▸ RECORD EXTRACTS
- - - - - - -

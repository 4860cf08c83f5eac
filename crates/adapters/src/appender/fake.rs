// SPDX-License-Identifier: BUSL-1.1
// Copyright (c) 2026 Alfred Jean LLC

//! Fake appender for testing
#![cfg_attr(coverage_nightly, coverage(off))]

use super::{AppendStream, FileAppender, FileStat, MemoryFileAppender};
use async_trait::async_trait;
use parking_lot::Mutex;
use std::io;
use std::path::{Path, PathBuf};
use std::sync::Arc;
use std::time::Duration;

/// Recorded appender call
#[derive(Debug, Clone, PartialEq, Eq)]
pub enum AppenderCall {
    EnsureDirectory { path: PathBuf },
    Stat { path: PathBuf },
    OpenAppend { path: PathBuf },
    Write { path: PathBuf, len: usize },
    Rename { from: PathBuf, to: PathBuf },
    Remove { path: PathBuf },
}

#[derive(Debug, Clone, Copy)]
struct Failure {
    /// `None` fails forever.
    remaining: Option<usize>,
    kind: io::ErrorKind,
}

impl Failure {
    /// Consume one failure, returning the error to raise.
    fn take(slot: &mut Option<Failure>, what: &str, path: &Path) -> Option<io::Error> {
        let failure = slot.as_mut()?;
        let kind = failure.kind;
        match failure.remaining.as_mut() {
            Some(0) => {
                *slot = None;
                return None;
            }
            Some(n) => *n -= 1,
            None => {}
        }
        Some(io::Error::new(
            kind,
            format!("injected {} failure: {}", what, path.display()),
        ))
    }
}

#[derive(Debug, Default)]
struct FakeAppenderState {
    calls: Vec<AppenderCall>,
    open_failure: Option<Failure>,
    write_failure: Option<Failure>,
    write_delay: Option<Duration>,
}

/// Appender over in-memory storage with scripted failures and call
/// recording.
#[derive(Debug, Clone, Default)]
pub struct FakeAppender {
    storage: MemoryFileAppender,
    inner: Arc<Mutex<FakeAppenderState>>,
}

impl FakeAppender {
    pub fn new() -> Self {
        Self::default()
    }

    /// Underlying storage, for reading written files.
    pub fn storage(&self) -> &MemoryFileAppender {
        &self.storage
    }

    /// Get all recorded calls
    pub fn calls(&self) -> Vec<AppenderCall> {
        self.inner.lock().calls.clone()
    }

    /// Number of `open_append` calls for `path`.
    pub fn open_count(&self, path: impl AsRef<Path>) -> usize {
        let path = path.as_ref();
        self.inner
            .lock()
            .calls
            .iter()
            .filter(|c| matches!(c, AppenderCall::OpenAppend { path: p } if p == path))
            .count()
    }

    /// Fail the next `count` opens with `kind`.
    pub fn fail_opens(&self, count: usize, kind: io::ErrorKind) {
        self.inner.lock().open_failure = Some(Failure {
            remaining: Some(count),
            kind,
        });
    }

    /// Fail every open with `kind` until `heal()`.
    pub fn fail_opens_forever(&self, kind: io::ErrorKind) {
        self.inner.lock().open_failure = Some(Failure {
            remaining: None,
            kind,
        });
    }

    /// Fail the next `count` writes with `kind`.
    pub fn fail_writes(&self, count: usize, kind: io::ErrorKind) {
        self.inner.lock().write_failure = Some(Failure {
            remaining: Some(count),
            kind,
        });
    }

    /// Clear all scripted failures.
    pub fn heal(&self) {
        let mut inner = self.inner.lock();
        inner.open_failure = None;
        inner.write_failure = None;
    }

    /// Delay every write by `delay`.
    pub fn set_write_delay(&self, delay: Duration) {
        self.inner.lock().write_delay = Some(delay);
    }

    fn record(&self, call: AppenderCall) {
        self.inner.lock().calls.push(call);
    }
}

#[async_trait]
impl FileAppender for FakeAppender {
    async fn ensure_directory(&self, dir: &Path) -> io::Result<bool> {
        self.record(AppenderCall::EnsureDirectory {
            path: dir.to_path_buf(),
        });
        self.storage.ensure_directory(dir).await
    }

    async fn stat(&self, path: &Path) -> io::Result<Option<FileStat>> {
        self.record(AppenderCall::Stat {
            path: path.to_path_buf(),
        });
        self.storage.stat(path).await
    }

    async fn open_append(&self, path: &Path) -> io::Result<Box<dyn AppendStream>> {
        let failure = {
            let mut inner = self.inner.lock();
            inner.calls.push(AppenderCall::OpenAppend {
                path: path.to_path_buf(),
            });
            Failure::take(&mut inner.open_failure, "open", path)
        };
        if let Some(err) = failure {
            return Err(err);
        }
        let stream = self.storage.open_append(path).await?;
        Ok(Box::new(FakeAppendStream {
            stream,
            path: path.to_path_buf(),
            inner: Arc::clone(&self.inner),
        }))
    }

    async fn rename(&self, from: &Path, to: &Path) -> io::Result<()> {
        self.record(AppenderCall::Rename {
            from: from.to_path_buf(),
            to: to.to_path_buf(),
        });
        self.storage.rename(from, to).await
    }

    async fn remove(&self, path: &Path) -> io::Result<()> {
        self.record(AppenderCall::Remove {
            path: path.to_path_buf(),
        });
        self.storage.remove(path).await
    }
}

struct FakeAppendStream {
    stream: Box<dyn AppendStream>,
    path: PathBuf,
    inner: Arc<Mutex<FakeAppenderState>>,
}

#[async_trait]
impl AppendStream for FakeAppendStream {
    fn len(&self) -> u64 {
        self.stream.len()
    }

    async fn write_all(&mut self, bytes: &[u8]) -> io::Result<()> {
        let (failure, delay) = {
            let mut inner = self.inner.lock();
            inner.calls.push(AppenderCall::Write {
                path: self.path.clone(),
                len: bytes.len(),
            });
            (
                Failure::take(&mut inner.write_failure, "write", &self.path),
                inner.write_delay,
            )
        };
        if let Some(delay) = delay {
            tokio::time::sleep(delay).await;
        }
        if let Some(err) = failure {
            return Err(err);
        }
        self.stream.write_all(bytes).await
    }

    async fn flush(&mut self) -> io::Result<()> {
        self.stream.flush().await
    }
}

#[cfg(test)]
#[path = "fake_tests.rs"]
mod tests;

- - - - - - -

▸ EXERCISE
Once you have read the records above, set each one down again exactly.

▸ RESULT
repository 4860cf08c83f5eac
filename crates/adapters/src/appender/fake.rs
// SPDX-License-Identifier: BUSL-1.1
// Copyright (c) 2026 Alfred Jean LLC

//! Fake appender for testing
#![cfg_attr(coverage_nightly, coverage(off))]

use super::{AppendStream, FileAppender, FileStat, MemoryFileAppender};
use async_trait::async_trait;
use parking_lot::Mutex;
use std::io;
use std::path::{Path, PathBuf};
use std::sync::Arc;
use std::time::Duration;

/// Recorded appender call
#[derive(Debug, Clone, PartialEq, Eq)]
pub enum AppenderCall {
    EnsureDirectory { path: PathBuf },
    Stat { path: PathBuf },
    OpenAppend { path: PathBuf },
    Write { path: PathBuf, len: usize },
    Rename { from: PathBuf, to: PathBuf },
    Remove { path: PathBuf },
}

#[derive(Debug, Clone, Copy)]
struct Failure {
    /// `None` fails forever.
    remaining: Option<usize>,
    kind: io::ErrorKind,
}

impl Failure {
    /// Consume one failure, returning the error to raise.
    fn take(slot: &mut Option<Failure>, what: &str, path: &Path) -> Option<io::Error> {
        let failure = slot.as_mut()?;
        let kind = failure.kind;
        match failure.remaining.as_mut() {
            Some(0) => {
                *slot = None;
                return None;
            }
            Some(n) => *n -= 1,
            None => {}
        }
        Some(io::Error::new(
            kind,
            format!("injected {} failure: {}", what, path.display()),
        ))
    }
}

#[derive(Debug, Default)]
struct FakeAppenderState {
    calls: Vec<AppenderCall>,
    open_failure: Option<Failure>,
    write_failure: Option<Failure>,
    write_delay: Option<Duration>,
}

/// Appender over in-memory storage with scripted failures and call
/// recording.
#[derive(Debug, Clone, Default)]
pub struct FakeAppender {
    storage: MemoryFileAppender,
    inner: Arc<Mutex<FakeAppenderState>>,
}

impl FakeAppender {
    pub fn new() -> Self {
        Self::default()
    }

    /// Underlying storage, for reading written files.
    pub fn storage(&self) -> &MemoryFileAppender {
        &self.storage
    }

    /// Get all recorded calls
    pub fn calls(&self) -> Vec<AppenderCall> {
        self.inner.lock().calls.clone()
    }

    /// Number of `open_append` calls for `path`.
    pub fn open_count(&self, path: impl AsRef<Path>) -> usize {
        let path = path.as_ref();
        self.inner
            .lock()
            .calls
            .iter()
            .filter(|c| matches!(c, AppenderCall::OpenAppend { path: p } if p == path))
            .count()
    }

    /// Fail the next `count` opens with `kind`.
    pub fn fail_opens(&self, count: usize, kind: io::ErrorKind) {
        self.inner.lock().open_failure = Some(Failure {
            remaining: Some(count),
            kind,
        });
    }

    /// Fail every open with `kind` until `heal()`.
    pub fn fail_opens_forever(&self, kind: io::ErrorKind) {
        self.inner.lock().open_failure = Some(Failure {
            remaining: None,
            kind,
        });
    }

    /// Fail the next `count` writes with `kind`.
    pub fn fail_writes(&self, count: usize, kind: io::ErrorKind) {
        self.inner.lock().write_failure = Some(Failure {
            remaining: Some(count),
            kind,
        });
    }

    /// Clear all scripted failures.
    pub fn heal(&self) {
        let mut inner = self.inner.lock();
        inner.open_failure = None;
        inner.write_failure = None;
    }

    /// Delay every write by `delay`.
    pub fn set_write_delay(&self, delay: Duration) {
        self.inner.lock().write_delay = Some(delay);
    }

    fn record(&self, call: AppenderCall) {
        self.inner.lock().calls.push(call);
    }
}

#[async_trait]
impl FileAppender for FakeAppender {
    async fn ensure_directory(&self, dir: &Path) -> io::Result<bool> {
        self.record(AppenderCall::EnsureDirectory {
            path: dir.to_path_buf(),
        });
        self.storage.ensure_directory(dir).await
    }

    async fn stat(&self, path: &Path) -> io::Result<Option<FileStat>> {
        self.record(AppenderCall::Stat {
            path: path.to_path_buf(),
        });
        self.storage.stat(path).await
    }

    async fn open_append(&self, path: &Path) -> io::Result<Box<dyn AppendStream>> {
        let failure = {
            let mut inner = self.inner.lock();
            inner.calls.push(AppenderCall::OpenAppend {
                path: path.to_path_buf(),
            });
            Failure::take(&mut inner.open_failure, "open", path)
        };
        if let Some(err) = failure {
            return Err(err);
        }
        let stream = self.storage.open_append(path).await?;
        Ok(Box::new(FakeAppendStream {
            stream,
            path: path.to_path_buf(),
            inner: Arc::clone(&self.inner),
        }))
    }

    async fn rename(&self, from: &Path, to: &Path) -> io::Result<()> {
        self.record(AppenderCall::Rename {
            from: from.to_path_buf(),
            to: to.to_path_buf(),
        });
        self.storage.rename(from, to).await
    }

    async fn remove(&self, path: &Path) -> io::Result<()> {
        self.record(AppenderCall::Remove {
            path: path.to_path_buf(),
        });
        self.storage.remove(path).await
    }
}

struct FakeAppendStream {
    stream: Box<dyn AppendStream>,
    path: PathBuf,
    inner: Arc<Mutex<FakeAppenderState>>,
}

#[async_trait]
impl AppendStream for FakeAppendStream {
    fn len(&self) -> u64 {
        self.stream.len()
    }

    async fn write_all(&mut self, bytes: &[u8]) -> io::Result<()> {
        let (failure, delay) = {
            let mut inner = self.inner.lock();
            inner.calls.push(AppenderCall::Write {
                path: self.path.clone(),
                len: bytes.len(),
            });
            (
                Failure::take(&mut inner.write_failure, "write", &self.path),
                inner.write_delay,
            )
        };
        if let Some(delay) = delay {
            tokio::time::sleep(delay).await;
        }
        if let Some(err) = failure {
            return Err(err);
        }
        self.stream.write_all(bytes).await
    }

    async fn flush(&mut self) -> io::Result<()> {
        self.stream.flush().await
    }
}

#[cfg(test)]
#[path = "fake_tests.rs"]
mod tests;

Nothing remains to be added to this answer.